** MATERIAL SHOWN follows **

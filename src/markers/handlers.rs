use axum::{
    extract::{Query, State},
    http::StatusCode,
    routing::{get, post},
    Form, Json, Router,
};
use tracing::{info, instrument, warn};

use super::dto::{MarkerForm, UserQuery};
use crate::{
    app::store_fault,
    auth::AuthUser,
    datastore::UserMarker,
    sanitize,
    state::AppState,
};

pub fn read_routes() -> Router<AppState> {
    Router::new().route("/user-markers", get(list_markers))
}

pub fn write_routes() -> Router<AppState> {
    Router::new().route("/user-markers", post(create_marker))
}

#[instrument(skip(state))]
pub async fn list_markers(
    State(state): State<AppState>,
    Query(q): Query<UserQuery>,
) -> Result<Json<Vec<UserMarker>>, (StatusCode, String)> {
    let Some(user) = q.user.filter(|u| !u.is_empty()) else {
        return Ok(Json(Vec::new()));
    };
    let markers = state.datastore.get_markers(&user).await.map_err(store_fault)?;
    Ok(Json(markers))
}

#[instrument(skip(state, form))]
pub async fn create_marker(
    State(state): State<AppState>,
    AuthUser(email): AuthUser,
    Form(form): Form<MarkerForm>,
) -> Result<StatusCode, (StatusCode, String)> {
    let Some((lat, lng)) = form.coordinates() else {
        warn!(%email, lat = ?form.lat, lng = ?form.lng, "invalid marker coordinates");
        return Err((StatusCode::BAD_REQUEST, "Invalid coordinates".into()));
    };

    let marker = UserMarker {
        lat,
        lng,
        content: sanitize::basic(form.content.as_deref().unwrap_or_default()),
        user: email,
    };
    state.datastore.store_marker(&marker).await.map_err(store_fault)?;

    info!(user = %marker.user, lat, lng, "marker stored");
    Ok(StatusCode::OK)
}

** End of MATERIAL SHOWN **
** MATERIAL SHOWN follows **

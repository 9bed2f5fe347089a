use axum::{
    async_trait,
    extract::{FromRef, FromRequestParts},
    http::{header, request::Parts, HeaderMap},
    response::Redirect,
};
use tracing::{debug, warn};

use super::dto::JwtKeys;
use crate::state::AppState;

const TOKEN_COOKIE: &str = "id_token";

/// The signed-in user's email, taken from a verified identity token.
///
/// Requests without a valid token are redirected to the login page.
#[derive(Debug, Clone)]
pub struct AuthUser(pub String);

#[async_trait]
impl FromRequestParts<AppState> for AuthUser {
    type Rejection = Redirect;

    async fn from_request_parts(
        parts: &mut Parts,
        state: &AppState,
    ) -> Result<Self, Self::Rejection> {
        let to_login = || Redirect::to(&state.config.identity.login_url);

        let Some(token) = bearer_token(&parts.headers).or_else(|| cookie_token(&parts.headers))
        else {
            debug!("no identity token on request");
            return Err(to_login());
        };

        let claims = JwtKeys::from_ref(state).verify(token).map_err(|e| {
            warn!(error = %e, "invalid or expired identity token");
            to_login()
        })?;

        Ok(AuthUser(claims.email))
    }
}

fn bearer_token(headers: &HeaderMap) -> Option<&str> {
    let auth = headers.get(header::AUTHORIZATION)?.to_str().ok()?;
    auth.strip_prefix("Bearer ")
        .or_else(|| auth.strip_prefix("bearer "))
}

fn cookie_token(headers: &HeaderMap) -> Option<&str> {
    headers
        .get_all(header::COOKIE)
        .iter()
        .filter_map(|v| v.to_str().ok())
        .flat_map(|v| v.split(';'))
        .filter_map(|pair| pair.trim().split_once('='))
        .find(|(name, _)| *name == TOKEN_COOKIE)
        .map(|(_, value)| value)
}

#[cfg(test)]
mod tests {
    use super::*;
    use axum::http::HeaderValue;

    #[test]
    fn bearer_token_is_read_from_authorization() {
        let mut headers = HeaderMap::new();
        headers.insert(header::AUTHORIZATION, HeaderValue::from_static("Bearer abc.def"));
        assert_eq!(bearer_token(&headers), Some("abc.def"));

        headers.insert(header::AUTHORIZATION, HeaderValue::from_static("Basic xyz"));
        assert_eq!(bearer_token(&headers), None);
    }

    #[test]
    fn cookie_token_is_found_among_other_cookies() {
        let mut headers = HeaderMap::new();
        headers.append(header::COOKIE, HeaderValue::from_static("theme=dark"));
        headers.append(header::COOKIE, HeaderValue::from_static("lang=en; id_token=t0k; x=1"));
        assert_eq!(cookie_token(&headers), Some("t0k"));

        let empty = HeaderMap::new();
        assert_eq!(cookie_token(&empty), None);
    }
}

** End of MATERIAL SHOWN **

WHAT TO PRODUCE: Each line above with the string "JwtKeys" should be reported in full.

ANSWER TO THE PROBLEM:
use super::dto::JwtKeys;
        let claims = JwtKeys::from_ref(state).verify(token).map_err(|e| {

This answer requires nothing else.